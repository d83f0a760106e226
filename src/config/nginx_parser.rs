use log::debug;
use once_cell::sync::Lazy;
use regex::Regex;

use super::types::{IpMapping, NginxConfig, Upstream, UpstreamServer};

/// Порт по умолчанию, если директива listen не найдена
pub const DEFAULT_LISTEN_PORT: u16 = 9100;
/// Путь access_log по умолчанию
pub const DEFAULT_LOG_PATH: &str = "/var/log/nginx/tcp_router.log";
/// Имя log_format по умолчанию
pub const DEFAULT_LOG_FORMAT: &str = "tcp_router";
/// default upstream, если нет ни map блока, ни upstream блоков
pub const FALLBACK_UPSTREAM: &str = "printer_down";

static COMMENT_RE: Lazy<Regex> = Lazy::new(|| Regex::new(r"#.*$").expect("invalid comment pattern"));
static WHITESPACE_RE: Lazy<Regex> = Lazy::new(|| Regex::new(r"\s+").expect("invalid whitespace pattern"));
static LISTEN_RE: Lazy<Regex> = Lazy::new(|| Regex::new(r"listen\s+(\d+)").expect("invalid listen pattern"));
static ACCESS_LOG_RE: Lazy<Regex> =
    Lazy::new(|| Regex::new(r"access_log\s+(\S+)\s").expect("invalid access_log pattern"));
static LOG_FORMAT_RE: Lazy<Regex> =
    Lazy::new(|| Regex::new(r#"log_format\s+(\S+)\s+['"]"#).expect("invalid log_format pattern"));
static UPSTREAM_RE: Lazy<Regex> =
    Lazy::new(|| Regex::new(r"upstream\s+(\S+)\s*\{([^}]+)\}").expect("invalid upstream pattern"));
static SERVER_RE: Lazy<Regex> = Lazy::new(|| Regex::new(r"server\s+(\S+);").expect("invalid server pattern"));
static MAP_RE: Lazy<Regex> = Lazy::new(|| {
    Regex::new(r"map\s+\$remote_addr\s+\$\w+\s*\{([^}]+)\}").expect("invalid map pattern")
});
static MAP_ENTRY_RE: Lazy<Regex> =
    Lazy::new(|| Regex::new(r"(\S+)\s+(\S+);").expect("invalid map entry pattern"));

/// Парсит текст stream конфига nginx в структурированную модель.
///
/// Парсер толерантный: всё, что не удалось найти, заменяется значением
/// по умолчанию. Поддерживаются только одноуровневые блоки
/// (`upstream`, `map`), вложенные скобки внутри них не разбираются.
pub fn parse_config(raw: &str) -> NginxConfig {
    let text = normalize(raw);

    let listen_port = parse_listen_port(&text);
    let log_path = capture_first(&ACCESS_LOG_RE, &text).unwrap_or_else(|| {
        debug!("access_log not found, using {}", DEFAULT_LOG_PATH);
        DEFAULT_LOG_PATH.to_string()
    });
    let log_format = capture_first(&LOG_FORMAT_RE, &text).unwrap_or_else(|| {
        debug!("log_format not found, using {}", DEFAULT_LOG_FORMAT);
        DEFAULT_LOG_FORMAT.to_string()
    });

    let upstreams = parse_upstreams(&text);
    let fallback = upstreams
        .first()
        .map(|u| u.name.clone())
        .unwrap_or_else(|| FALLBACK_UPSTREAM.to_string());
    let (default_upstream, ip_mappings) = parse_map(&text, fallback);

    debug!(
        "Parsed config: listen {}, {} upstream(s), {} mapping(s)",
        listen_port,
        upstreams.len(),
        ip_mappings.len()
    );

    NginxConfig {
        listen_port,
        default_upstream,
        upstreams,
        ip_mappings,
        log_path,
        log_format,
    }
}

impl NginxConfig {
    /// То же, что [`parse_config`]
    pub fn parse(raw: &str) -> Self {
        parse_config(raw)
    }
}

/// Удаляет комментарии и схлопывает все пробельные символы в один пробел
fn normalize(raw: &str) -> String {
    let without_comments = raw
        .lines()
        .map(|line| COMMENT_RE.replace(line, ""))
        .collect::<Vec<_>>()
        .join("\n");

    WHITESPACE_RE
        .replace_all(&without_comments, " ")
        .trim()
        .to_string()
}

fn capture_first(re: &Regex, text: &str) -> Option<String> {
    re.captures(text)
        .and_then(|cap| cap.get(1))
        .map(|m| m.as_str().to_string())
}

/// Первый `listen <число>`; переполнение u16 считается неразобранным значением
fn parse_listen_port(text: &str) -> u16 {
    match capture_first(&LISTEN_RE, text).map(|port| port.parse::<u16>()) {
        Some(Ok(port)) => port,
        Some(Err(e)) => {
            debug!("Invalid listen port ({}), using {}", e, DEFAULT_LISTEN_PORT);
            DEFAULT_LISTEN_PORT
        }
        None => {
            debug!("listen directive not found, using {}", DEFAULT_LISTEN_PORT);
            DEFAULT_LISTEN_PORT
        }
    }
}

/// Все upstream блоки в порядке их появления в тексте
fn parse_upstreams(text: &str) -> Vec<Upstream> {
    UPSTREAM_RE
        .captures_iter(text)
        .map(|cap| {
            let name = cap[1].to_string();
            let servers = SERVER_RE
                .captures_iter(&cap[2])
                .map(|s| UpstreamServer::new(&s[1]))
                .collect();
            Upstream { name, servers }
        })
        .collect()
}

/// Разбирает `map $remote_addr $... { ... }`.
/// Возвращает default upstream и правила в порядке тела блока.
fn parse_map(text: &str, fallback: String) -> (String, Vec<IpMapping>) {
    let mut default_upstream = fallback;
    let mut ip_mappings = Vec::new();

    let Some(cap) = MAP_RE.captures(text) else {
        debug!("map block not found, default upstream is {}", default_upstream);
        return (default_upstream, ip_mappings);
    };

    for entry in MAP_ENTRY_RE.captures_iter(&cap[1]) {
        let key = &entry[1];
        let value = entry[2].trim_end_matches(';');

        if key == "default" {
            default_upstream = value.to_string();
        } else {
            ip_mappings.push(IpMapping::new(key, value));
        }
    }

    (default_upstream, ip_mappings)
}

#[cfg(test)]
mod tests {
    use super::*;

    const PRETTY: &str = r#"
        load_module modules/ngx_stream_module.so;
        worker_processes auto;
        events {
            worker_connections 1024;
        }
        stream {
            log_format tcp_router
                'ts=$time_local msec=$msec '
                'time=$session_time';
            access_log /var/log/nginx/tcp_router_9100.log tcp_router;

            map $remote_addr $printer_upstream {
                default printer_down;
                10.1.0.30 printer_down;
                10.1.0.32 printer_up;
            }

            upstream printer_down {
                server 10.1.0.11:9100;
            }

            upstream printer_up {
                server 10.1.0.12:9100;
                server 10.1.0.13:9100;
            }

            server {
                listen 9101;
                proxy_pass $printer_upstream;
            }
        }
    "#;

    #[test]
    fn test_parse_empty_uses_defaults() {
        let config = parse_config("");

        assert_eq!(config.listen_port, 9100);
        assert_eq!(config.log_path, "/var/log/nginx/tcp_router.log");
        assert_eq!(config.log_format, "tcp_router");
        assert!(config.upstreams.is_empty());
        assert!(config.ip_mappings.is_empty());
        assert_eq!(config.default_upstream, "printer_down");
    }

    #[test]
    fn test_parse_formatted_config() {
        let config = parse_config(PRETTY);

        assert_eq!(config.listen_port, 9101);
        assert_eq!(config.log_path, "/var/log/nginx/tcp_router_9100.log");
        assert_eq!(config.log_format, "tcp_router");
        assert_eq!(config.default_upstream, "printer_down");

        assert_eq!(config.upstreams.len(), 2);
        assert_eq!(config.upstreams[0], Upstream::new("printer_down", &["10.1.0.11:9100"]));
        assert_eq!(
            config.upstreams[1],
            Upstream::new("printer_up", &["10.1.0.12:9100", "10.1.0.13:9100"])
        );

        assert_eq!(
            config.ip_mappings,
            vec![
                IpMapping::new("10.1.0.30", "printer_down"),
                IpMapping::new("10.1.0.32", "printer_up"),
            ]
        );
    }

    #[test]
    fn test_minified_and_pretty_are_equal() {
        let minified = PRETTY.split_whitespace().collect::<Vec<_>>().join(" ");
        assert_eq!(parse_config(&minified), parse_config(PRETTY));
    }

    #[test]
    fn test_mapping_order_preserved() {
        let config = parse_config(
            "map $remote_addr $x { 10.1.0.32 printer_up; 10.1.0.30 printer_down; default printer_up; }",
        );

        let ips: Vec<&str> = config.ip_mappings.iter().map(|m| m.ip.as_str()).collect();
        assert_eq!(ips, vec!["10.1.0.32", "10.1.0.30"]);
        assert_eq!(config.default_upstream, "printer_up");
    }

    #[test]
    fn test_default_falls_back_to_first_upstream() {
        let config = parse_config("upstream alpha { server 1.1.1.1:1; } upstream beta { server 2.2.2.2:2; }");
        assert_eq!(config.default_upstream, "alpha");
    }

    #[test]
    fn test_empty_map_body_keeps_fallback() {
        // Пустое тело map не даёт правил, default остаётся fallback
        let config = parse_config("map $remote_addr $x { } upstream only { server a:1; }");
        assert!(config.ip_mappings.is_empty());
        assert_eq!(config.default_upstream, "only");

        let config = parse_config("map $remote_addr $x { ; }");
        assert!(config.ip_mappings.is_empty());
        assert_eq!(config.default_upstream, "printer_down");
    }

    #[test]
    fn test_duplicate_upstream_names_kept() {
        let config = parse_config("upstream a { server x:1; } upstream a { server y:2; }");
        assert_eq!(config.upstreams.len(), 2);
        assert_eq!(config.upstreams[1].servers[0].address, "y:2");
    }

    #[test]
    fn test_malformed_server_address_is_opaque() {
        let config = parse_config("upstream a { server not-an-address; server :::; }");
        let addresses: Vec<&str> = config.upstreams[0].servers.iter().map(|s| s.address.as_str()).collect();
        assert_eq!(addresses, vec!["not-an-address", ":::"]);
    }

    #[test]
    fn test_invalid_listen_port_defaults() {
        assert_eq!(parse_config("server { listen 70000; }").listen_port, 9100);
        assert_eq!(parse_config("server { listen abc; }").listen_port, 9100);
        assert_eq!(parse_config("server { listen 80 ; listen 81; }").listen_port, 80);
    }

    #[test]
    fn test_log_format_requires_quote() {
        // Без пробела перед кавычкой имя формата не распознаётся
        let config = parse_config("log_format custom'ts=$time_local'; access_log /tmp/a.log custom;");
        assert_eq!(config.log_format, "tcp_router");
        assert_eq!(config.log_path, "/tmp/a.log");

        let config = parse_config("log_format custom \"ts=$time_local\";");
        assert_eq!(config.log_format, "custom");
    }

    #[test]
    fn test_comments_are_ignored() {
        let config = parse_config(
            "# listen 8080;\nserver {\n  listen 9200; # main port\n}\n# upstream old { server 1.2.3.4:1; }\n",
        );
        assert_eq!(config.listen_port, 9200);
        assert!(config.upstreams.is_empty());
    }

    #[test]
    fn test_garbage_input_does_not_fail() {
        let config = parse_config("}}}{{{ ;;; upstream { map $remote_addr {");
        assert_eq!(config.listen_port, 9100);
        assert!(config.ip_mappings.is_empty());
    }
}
• • • • • • •
What is needed is every line from the beginning of the data up to and including the line with "static LOG_FORMAT_RE: Lazy<Regex>", given again word for word.

» Task output
repository d83f0a760106e226
filename src/config/nginx_parser.rs
use log::debug;
use once_cell::sync::Lazy;
use regex::Regex;

use super::types::{IpMapping, NginxConfig, Upstream, UpstreamServer};

/// Порт по умолчанию, если директива listen не найдена
pub const DEFAULT_LISTEN_PORT: u16 = 9100;
/// Путь access_log по умолчанию
pub const DEFAULT_LOG_PATH: &str = "/var/log/nginx/tcp_router.log";
/// Имя log_format по умолчанию
pub const DEFAULT_LOG_FORMAT: &str = "tcp_router";
/// default upstream, если нет ни map блока, ни upstream блоков
pub const FALLBACK_UPSTREAM: &str = "printer_down";

static COMMENT_RE: Lazy<Regex> = Lazy::new(|| Regex::new(r"#.*$").expect("invalid comment pattern"));
static WHITESPACE_RE: Lazy<Regex> = Lazy::new(|| Regex::new(r"\s+").expect("invalid whitespace pattern"));
static LISTEN_RE: Lazy<Regex> = Lazy::new(|| Regex::new(r"listen\s+(\d+)").expect("invalid listen pattern"));
static ACCESS_LOG_RE: Lazy<Regex> =
    Lazy::new(|| Regex::new(r"access_log\s+(\S+)\s").expect("invalid access_log pattern"));
static LOG_FORMAT_RE: Lazy<Regex> =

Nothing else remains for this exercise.